Problem
Each line of the data that mentions the string "Internal" needs to be identified and copied.

Supplied data
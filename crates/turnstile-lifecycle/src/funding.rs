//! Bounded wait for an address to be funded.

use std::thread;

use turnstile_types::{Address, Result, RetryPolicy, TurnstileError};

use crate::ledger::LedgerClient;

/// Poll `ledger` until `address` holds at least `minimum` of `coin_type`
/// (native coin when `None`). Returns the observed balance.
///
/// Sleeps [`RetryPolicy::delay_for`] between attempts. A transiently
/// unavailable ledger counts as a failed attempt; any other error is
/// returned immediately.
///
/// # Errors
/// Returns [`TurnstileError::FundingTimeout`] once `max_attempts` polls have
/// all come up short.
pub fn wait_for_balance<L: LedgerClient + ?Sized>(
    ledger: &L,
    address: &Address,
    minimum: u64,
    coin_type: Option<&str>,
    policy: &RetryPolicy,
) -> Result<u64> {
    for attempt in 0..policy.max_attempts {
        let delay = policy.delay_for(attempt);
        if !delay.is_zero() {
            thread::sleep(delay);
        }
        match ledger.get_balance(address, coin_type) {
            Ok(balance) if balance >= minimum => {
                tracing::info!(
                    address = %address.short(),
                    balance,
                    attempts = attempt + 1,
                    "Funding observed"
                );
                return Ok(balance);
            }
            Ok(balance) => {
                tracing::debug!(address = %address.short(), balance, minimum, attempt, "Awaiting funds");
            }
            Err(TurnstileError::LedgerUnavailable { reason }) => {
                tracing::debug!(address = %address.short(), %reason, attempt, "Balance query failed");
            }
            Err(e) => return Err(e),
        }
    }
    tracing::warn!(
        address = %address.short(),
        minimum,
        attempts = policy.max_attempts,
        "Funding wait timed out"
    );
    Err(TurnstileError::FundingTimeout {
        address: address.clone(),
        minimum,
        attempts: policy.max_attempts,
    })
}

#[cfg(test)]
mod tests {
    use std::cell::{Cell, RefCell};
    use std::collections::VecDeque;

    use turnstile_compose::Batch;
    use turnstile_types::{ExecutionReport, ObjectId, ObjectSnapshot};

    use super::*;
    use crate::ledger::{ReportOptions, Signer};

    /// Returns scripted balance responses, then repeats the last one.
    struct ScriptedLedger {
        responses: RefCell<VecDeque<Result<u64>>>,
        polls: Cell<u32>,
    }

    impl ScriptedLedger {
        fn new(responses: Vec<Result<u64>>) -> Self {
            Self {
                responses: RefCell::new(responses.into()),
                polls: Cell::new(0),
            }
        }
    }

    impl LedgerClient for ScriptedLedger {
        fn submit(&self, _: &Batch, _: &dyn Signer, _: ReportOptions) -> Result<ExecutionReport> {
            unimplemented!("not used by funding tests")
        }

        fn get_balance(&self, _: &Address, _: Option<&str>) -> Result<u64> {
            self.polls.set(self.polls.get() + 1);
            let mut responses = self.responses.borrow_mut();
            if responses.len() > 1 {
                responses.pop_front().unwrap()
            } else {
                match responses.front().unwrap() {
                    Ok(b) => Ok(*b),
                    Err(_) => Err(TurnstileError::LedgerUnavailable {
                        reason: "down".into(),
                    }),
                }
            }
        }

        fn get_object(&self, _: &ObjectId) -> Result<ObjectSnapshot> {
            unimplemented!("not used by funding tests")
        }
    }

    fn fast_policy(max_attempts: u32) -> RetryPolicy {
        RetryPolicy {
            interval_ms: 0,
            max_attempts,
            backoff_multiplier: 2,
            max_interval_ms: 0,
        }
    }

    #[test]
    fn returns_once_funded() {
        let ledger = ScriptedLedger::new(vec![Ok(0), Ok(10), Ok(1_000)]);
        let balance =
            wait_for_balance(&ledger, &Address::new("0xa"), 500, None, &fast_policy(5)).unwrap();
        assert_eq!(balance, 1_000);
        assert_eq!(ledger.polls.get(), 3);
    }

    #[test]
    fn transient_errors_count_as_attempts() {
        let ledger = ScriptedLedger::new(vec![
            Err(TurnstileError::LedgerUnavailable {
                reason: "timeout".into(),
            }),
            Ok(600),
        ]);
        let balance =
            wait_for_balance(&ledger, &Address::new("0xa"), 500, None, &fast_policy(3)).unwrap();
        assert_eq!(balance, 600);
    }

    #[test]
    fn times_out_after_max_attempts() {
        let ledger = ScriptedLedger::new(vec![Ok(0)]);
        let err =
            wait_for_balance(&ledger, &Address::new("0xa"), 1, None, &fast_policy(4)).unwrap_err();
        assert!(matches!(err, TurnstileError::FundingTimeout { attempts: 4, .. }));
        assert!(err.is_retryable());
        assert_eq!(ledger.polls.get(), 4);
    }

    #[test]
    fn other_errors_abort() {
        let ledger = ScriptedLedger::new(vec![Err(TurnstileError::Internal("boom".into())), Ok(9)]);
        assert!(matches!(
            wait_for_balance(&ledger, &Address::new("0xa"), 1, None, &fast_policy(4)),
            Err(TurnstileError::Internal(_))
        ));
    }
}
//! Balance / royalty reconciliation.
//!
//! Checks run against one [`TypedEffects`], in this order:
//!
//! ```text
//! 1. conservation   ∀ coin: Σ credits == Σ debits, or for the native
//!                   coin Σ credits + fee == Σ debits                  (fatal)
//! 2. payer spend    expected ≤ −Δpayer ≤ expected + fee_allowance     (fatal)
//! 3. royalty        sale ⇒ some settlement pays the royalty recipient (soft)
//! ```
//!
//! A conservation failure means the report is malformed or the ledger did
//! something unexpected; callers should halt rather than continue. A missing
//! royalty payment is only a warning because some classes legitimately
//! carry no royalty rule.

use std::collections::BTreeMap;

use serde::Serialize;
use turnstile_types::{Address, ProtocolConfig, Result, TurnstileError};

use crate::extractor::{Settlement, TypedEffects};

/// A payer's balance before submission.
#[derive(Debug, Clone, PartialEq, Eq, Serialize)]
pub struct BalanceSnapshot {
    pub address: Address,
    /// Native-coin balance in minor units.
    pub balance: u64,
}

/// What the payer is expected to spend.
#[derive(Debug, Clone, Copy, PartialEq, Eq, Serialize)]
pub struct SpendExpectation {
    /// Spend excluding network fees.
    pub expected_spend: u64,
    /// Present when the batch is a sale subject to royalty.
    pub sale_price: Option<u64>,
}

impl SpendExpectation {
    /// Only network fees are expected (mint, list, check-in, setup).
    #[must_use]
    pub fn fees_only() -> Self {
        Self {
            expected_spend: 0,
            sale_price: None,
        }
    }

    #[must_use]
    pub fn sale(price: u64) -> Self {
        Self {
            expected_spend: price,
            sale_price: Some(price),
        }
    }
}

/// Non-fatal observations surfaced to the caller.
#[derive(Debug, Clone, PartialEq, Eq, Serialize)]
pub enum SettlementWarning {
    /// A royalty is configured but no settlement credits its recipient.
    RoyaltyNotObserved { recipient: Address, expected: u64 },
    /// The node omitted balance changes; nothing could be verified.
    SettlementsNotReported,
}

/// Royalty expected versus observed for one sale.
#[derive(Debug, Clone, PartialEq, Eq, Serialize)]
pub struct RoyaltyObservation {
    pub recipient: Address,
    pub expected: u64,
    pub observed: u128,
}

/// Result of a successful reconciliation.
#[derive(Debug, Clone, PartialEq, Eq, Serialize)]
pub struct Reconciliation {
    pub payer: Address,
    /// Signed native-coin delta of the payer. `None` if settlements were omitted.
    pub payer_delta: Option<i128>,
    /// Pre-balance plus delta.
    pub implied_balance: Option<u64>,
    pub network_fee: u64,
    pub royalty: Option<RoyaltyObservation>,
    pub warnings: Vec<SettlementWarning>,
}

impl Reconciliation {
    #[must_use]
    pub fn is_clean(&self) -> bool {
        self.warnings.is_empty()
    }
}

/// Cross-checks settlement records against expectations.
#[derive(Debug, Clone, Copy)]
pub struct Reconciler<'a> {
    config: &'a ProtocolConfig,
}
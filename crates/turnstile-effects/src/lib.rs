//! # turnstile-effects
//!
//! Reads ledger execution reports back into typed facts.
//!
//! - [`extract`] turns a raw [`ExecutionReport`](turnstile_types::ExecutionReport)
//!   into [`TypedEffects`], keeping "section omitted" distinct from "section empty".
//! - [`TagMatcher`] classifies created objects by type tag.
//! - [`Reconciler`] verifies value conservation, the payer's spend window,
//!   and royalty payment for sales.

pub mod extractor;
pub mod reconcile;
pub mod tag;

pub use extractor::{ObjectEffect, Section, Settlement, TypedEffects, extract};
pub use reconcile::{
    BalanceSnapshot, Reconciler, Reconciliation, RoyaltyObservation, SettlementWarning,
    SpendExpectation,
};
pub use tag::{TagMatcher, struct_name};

Answer below
        let ledger = ScriptedLedger::new(vec![Err(TurnstileError::Internal("boom".into())), Ok(9)]);
            Err(TurnstileError::Internal(_))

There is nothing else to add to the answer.